Stored items:

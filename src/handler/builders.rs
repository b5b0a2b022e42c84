//! Builders for the simple response facets.
//!
//! Each builder is independent of the others and validates its input up
//! front, so malformed values fail at configuration time.

use std::time::Duration;

use axum::http::{HeaderName, HeaderValue, StatusCode};
use indexmap::IndexMap;
use percent_encoding::{utf8_percent_encode, AsciiSet, CONTROLS};

use crate::error::ConfigurationError;
use crate::handler::{Modifier, ResponseHandler};
use crate::resource::Resource;

/// Serve the content of `resource`.
pub fn content(resource: Resource) -> ResponseHandler {
    ResponseHandler::Single(Modifier::Content(resource))
}

/// Set the status parsed from its base-10 string form.
pub fn status(status: &str) -> Result<ResponseHandler, ConfigurationError> {
    let code = status
        .parse::<u16>()
        .ok()
        .and_then(|code| StatusCode::from_u16(code).ok())
        .ok_or_else(|| ConfigurationError::InvalidStatus(status.to_string()))?;
    Ok(ResponseHandler::Single(Modifier::Status(code)))
}

/// One header per entry, in map order.
pub fn headers(headers: &IndexMap<String, String>) -> Result<ResponseHandler, ConfigurationError> {
    let children = headers
        .iter()
        .map(|(name, value)| {
            let invalid = |reason: String| ConfigurationError::InvalidHeader {
                name: name.clone(),
                reason,
            };
            let header_name = HeaderName::from_bytes(name.as_bytes()).map_err(|e| invalid(e.to_string()))?;
            let header_value = HeaderValue::from_str(value).map_err(|e| invalid(e.to_string()))?;
            Ok(ResponseHandler::Single(Modifier::Header(header_name, header_value)))
        })
        .collect::<Result<Vec<_>, ConfigurationError>>()?;

    Ok(ResponseHandler::Composite(children))
}

/// Printable ASCII outside the RFC 6265 cookie-octet range. Controls and
/// non-ASCII bytes are encoded as well.
const COOKIE_VALUE: &AsciiSet = &CONTROLS.add(b' ').add(b'"').add(b',').add(b';').add(b'\\');

/// One `Set-Cookie` line per entry, in map order.
///
/// Values are served as given when they are valid cookie octets and
/// percent-encoded otherwise, so `hello world` becomes `hello%20world`.
pub fn cookies(cookies: &IndexMap<String, String>) -> Result<ResponseHandler, ConfigurationError> {
    let children = cookies
        .iter()
        .map(|(name, value)| {
            let invalid = |reason: &str| ConfigurationError::InvalidCookie {
                name: name.clone(),
                reason: reason.to_string(),
            };
            if name.is_empty() || !name.bytes().all(is_token_byte) {
                return Err(invalid("name must be a non-empty token"));
            }
            let value = utf8_percent_encode(value, COOKIE_VALUE);
            let line = HeaderValue::from_str(&format!("{name}={value}"))
                .map_err(|_| invalid("not a valid header value"))?;
            Ok(ResponseHandler::Single(Modifier::Cookie {
                name: name.clone(),
                value: line,
            }))
        })
        .collect::<Result<Vec<_>, ConfigurationError>>()?;

    Ok(ResponseHandler::Composite(children))
}

/// Hold the response back for at least `millis` milliseconds.
pub fn latency(millis: u64) -> ResponseHandler {
    ResponseHandler::Single(Modifier::Latency(Duration::from_millis(millis)))
}

// RFC 7230 token characters.
fn is_token_byte(b: u8) -> bool {
    b.is_ascii_alphanumeric() || b"!#$%&'*+-.^_`|~".contains(&b)
}
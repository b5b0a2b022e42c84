//! Composition of response descriptions into handlers.

use std::sync::Arc;

use crate::config::MockConfig;
use crate::description::ResponseDescription;
use crate::error::ConfigurationError;
use crate::handler::{builders, Modifier, ResponseHandler};
use crate::proxy::{ProxyBuilder, Upstream};
use crate::resource::{FileReader, ResourceResolver, TemplateEngine};

/// Translates descriptions into handlers.
///
/// Built once per configuration; `compose` is called once per description
/// at load time and the resulting handlers are reused for every request.
#[derive(Debug, Clone)]
pub struct HandlerComposer {
    resolver: ResourceResolver,
    proxies: ProxyBuilder,
}

impl HandlerComposer {
    /// Composer with the default collaborators: local files, minijinja
    /// templates and a hyper upstream client.
    pub fn new(config: &MockConfig) -> Self {
        Self {
            resolver: ResourceResolver::new(config),
            proxies: ProxyBuilder::new(&config.proxy),
        }
    }

    pub fn with_file_reader(mut self, files: Arc<dyn FileReader>) -> Self {
        self.resolver = self.resolver.with_file_reader(files);
        self
    }

    pub fn with_template_engine(mut self, templates: Arc<dyn TemplateEngine>) -> Self {
        self.resolver = self.resolver.with_template_engine(templates);
        self
    }

    pub fn with_upstream(mut self, upstream: Arc<dyn Upstream>) -> Self {
        self.proxies = self.proxies.with_upstream(upstream);
        self
    }

    pub fn resolver(&self) -> &ResourceResolver {
        &self.resolver
    }

    /// Build the handler for `description`.
    ///
    /// Facets are applied in the order resource, status, headers, latency,
    /// cookies, proxy. A single facet is returned as is, several are wrapped
    /// in a composite.
    pub fn compose(&self, description: &ResponseDescription) -> Result<ResponseHandler, ConfigurationError> {
        let resource = description
            .is_resource()
            .then(|| self.resolver.resolve(description).map(builders::content))
            .transpose()?;
        let status = description.status.as_deref().map(builders::status).transpose()?;
        let headers = description.headers.as_ref().map(builders::headers).transpose()?;
        let latency = description.latency.map(builders::latency);
        let cookies = description.cookies.as_ref().map(builders::cookies).transpose()?;
        let proxy = description
            .proxy
            .as_ref()
            .map(|proxy| {
                self.proxies
                    .build(proxy, &self.resolver)
                    .map(|handler| ResponseHandler::Single(Modifier::Proxy(handler)))
            })
            .transpose()?;

        let children: Vec<ResponseHandler> = [resource, status, headers, latency, cookies, proxy]
            .into_iter()
            .flatten()
            .collect();

        if children.is_empty() {
            return Err(ConfigurationError::EmptyDescription(description.to_string()));
        }

        tracing::debug!(
            facets = children.len(),
            modifiers = children.iter().map(ResponseHandler::len).sum::<usize>(),
            "Composed response handler"
        );
        Ok(ResponseHandler::all(children))
    }
}

#[cfg(test)]
mod tests {
    use super::*;
    use axum::body::Bytes;
    use axum::http::{header, Request, StatusCode};
    use indexmap::IndexMap;

    use crate::description::{ProxyDescription, TextContainer};

    fn composer() -> HandlerComposer {
        HandlerComposer::new(&MockConfig::default())
    }

    fn request() -> Request<Bytes> {
        Request::builder().uri("/").body(Bytes::new()).unwrap()
    }

    #[test]
    fn test_empty_description_rejected() {
        let err = composer().compose(&ResponseDescription::default()).unwrap_err();
        assert!(matches!(err, ConfigurationError::EmptyDescription(_)));
        assert_eq!(err.to_string(), "unknown response setting with ResponseDescription{}");
    }

    #[test]
    fn test_single_facet_unwrapped() {
        let description = ResponseDescription {
            text: Some(TextContainer::raw("hello")),
            ..Default::default()
        };
        let handler = composer().compose(&description).unwrap();
        assert!(matches!(handler, ResponseHandler::Single(Modifier::Content(_))));
    }

    #[test]
    fn test_headers_alone_stay_composite() {
        let description = ResponseDescription {
            headers: Some(IndexMap::from([("X-A".to_string(), "1".to_string())])),
            ..Default::default()
        };
        let handler = composer().compose(&description).unwrap();
        assert!(matches!(handler, ResponseHandler::Composite(ref c) if c.len() == 1));
    }

    #[test]
    fn test_invalid_facets_fail_eagerly() {
        let bad_status = ResponseDescription {
            text: Some(TextContainer::raw("ok")),
            status: Some("two hundred".into()),
            ..Default::default()
        };
        assert!(matches!(
            composer().compose(&bad_status).unwrap_err(),
            ConfigurationError::InvalidStatus(_)
        ));

        let bad_proxy = ResponseDescription {
            proxy: Some(ProxyDescription::default()),
            ..Default::default()
        };
        assert!(matches!(
            composer().compose(&bad_proxy).unwrap_err(),
            ConfigurationError::MissingProxyUrl
        ));

        let bad_operation = ResponseDescription {
            text: Some(TextContainer::with_operation("xml", "<a/>")),
            ..Default::default()
        };
        assert!(matches!(
            composer().compose(&bad_operation).unwrap_err(),
            ConfigurationError::UnknownOperation { facet: "text", .. }
        ));
    }

    #[tokio::test]
    async fn test_status_and_headers_compose() {
        let description = ResponseDescription {
            status: Some("404".into()),
            headers: Some(IndexMap::from([
                ("X-A".to_string(), "1".to_string()),
                ("X-B".to_string(), "2".to_string()),
            ])),
            ..Default::default()
        };
        let handler = composer().compose(&description).unwrap();
        let response = handler.respond(request()).await.unwrap();

        assert_eq!(response.status(), StatusCode::NOT_FOUND);
        assert_eq!(response.headers()["x-a"], "1");
        assert_eq!(response.headers()["x-b"], "2");
    }

    #[tokio::test]
    async fn test_all_local_facets() {
        let description = ResponseDescription {
            text: Some(TextContainer::template("{{ req.method }} {{ req.path }}")),
            status: Some("201".into()),
            headers: Some(IndexMap::from([(
                "Content-Type".to_string(),
                "text/plain".to_string(),
            )])),
            cookies: Some(IndexMap::from([("session".to_string(), "s1".to_string())])),
            latency: Some(1),
            ..Default::default()
        };
        let handler = composer().compose(&description).unwrap();
        assert_eq!(handler.len(), 5);

        let request = Request::builder()
            .method("DELETE")
            .uri("/items/3")
            .body(Bytes::new())
            .unwrap();
        let response = handler.respond(request).await.unwrap();

        assert_eq!(response.status(), StatusCode::CREATED);
        assert_eq!(response.headers()[header::CONTENT_TYPE], "text/plain");
        assert_eq!(response.headers()[header::SET_COOKIE], "session=s1");
        let body = axum::body::to_bytes(response.into_body(), usize::MAX).await.unwrap();
        assert_eq!(body, "DELETE /items/3");
    }
}
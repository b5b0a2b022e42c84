//! Error types for handler composition and response construction.
//!
//! # Design Decisions
//! - Configuration problems surface at compose time, before any request is served
//! - Request-time failures never panic; the transport renders them as 5xx
//! - Upstream errors keep their own type so failover can branch on them

use std::error::Error as StdError;
use std::path::PathBuf;
use std::time::Duration;

use axum::http::StatusCode;
use thiserror::Error;

/// A response description that cannot be turned into a handler.
#[derive(Debug, Error)]
pub enum ConfigurationError {
    #[error("unknown response setting with {0}")]
    EmptyDescription(String),

    #[error("no content facet in response setting with {0}")]
    NoResource(String),

    #[error("unrecognized {facet} operation `{operation}`")]
    UnknownOperation {
        facet: &'static str,
        operation: String,
    },

    #[error("status `{0}` is not a valid HTTP status code")]
    InvalidStatus(String),

    #[error("invalid header `{name}`: {reason}")]
    InvalidHeader { name: String, reason: String },

    #[error("invalid cookie `{name}`: {reason}")]
    InvalidCookie { name: String, reason: String },

    #[error("path resource `{0}` must be a relative path inside the resource root")]
    InvalidPathResource(String),

    #[error("proxy setting requires a url")]
    MissingProxyUrl,

    #[error("invalid proxy url `{url}`: {reason}")]
    InvalidProxyUrl { url: String, reason: String },

    #[error("conflicting resource facets: {}", .0.join(", "))]
    ConflictingResources(Vec<&'static str>),
}

/// Error reported by a template engine.
#[derive(Debug, Error)]
#[error("template expansion failed: {0}")]
pub struct TemplateError(pub String);

/// Boxed cause carried by an upstream error.
pub type BoxError = Box<dyn StdError + Send + Sync>;

/// Outcome of a failed upstream exchange.
#[derive(Debug, Error)]
pub enum UpstreamError {
    #[error("failed to build upstream request: {0}")]
    Request(String),

    #[error("upstream connection failed")]
    Connect(#[source] BoxError),

    #[error("upstream timed out after {0:?}")]
    Timeout(Duration),

    #[error("failed to read upstream body: {0}")]
    Body(String),

    #[error("upstream answered with failure status {0}")]
    Status(StatusCode),
}

/// Failure while executing a built handler against a request.
#[derive(Debug, Error)]
pub enum ResponseError {
    #[error("failed to read `{}`", .path.display())]
    Read {
        path: PathBuf,
        #[source]
        source: std::io::Error,
    },

    #[error(transparent)]
    Template(#[from] TemplateError),

    #[error("proxy to {url} failed")]
    Proxy {
        url: String,
        #[source]
        source: UpstreamError,
    },

    #[error("failover after proxy failure could not be served")]
    Failover(#[source] Box<ResponseError>),
}

impl ResponseError {
    /// Short label used for metrics and logs.
    pub fn kind(&self) -> &'static str {
        match self {
            ResponseError::Read { .. } => "read",
            ResponseError::Template(_) => "template",
            ResponseError::Proxy { .. } => "proxy",
            ResponseError::Failover(_) => "failover",
        }
    }
}

/// Render `err` followed by each of its causes, separated by `: `.
pub fn error_chain(err: &(dyn StdError + 'static)) -> String {
    let mut rendered = err.to_string();
    let mut source = err.source();
    while let Some(cause) = source {
        rendered.push_str(": ");
        rendered.push_str(&cause.to_string());
        source = cause.source();
    }
    rendered
}

#[cfg(test)]
mod tests {
    use super::*;

    #[test]
    fn test_error_kinds() {
        let template = ResponseError::Template(TemplateError("bad".into()));
        assert_eq!(template.kind(), "template");

        let failover = ResponseError::Failover(Box::new(ResponseError::Read {
            path: "backup.json".into(),
            source: std::io::Error::from(std::io::ErrorKind::NotFound),
        }));
        assert_eq!(failover.kind(), "failover");
        assert!(error_chain(&failover).contains("backup.json"));
    }

    #[test]
    fn test_conflicting_resources_message() {
        let err = ConfigurationError::ConflictingResources(vec!["text", "file"]);
        assert_eq!(err.to_string(), "conflicting resource facets: text, file");
    }

    #[test]
    fn test_error_chain_keeps_causes() {
        let refused = std::io::Error::new(std::io::ErrorKind::ConnectionRefused, "connection refused");
        let err = ResponseError::Proxy {
            url: "http://localhost:1/".into(),
            source: UpstreamError::Connect(Box::new(refused)),
        };

        assert_eq!(err.to_string(), "proxy to http://localhost:1/ failed");
        assert_eq!(
            error_chain(&err),
            "proxy to http://localhost:1/ failed: upstream connection failed: connection refused"
        );
    }
}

_PROBLEM TO SOLVE_
Filter the entries down to the lines that include the string "descriptions".

_RESULT OF THIS EXERCISE_
//! Composition of response descriptions into handlers.
/// Translates descriptions into handlers.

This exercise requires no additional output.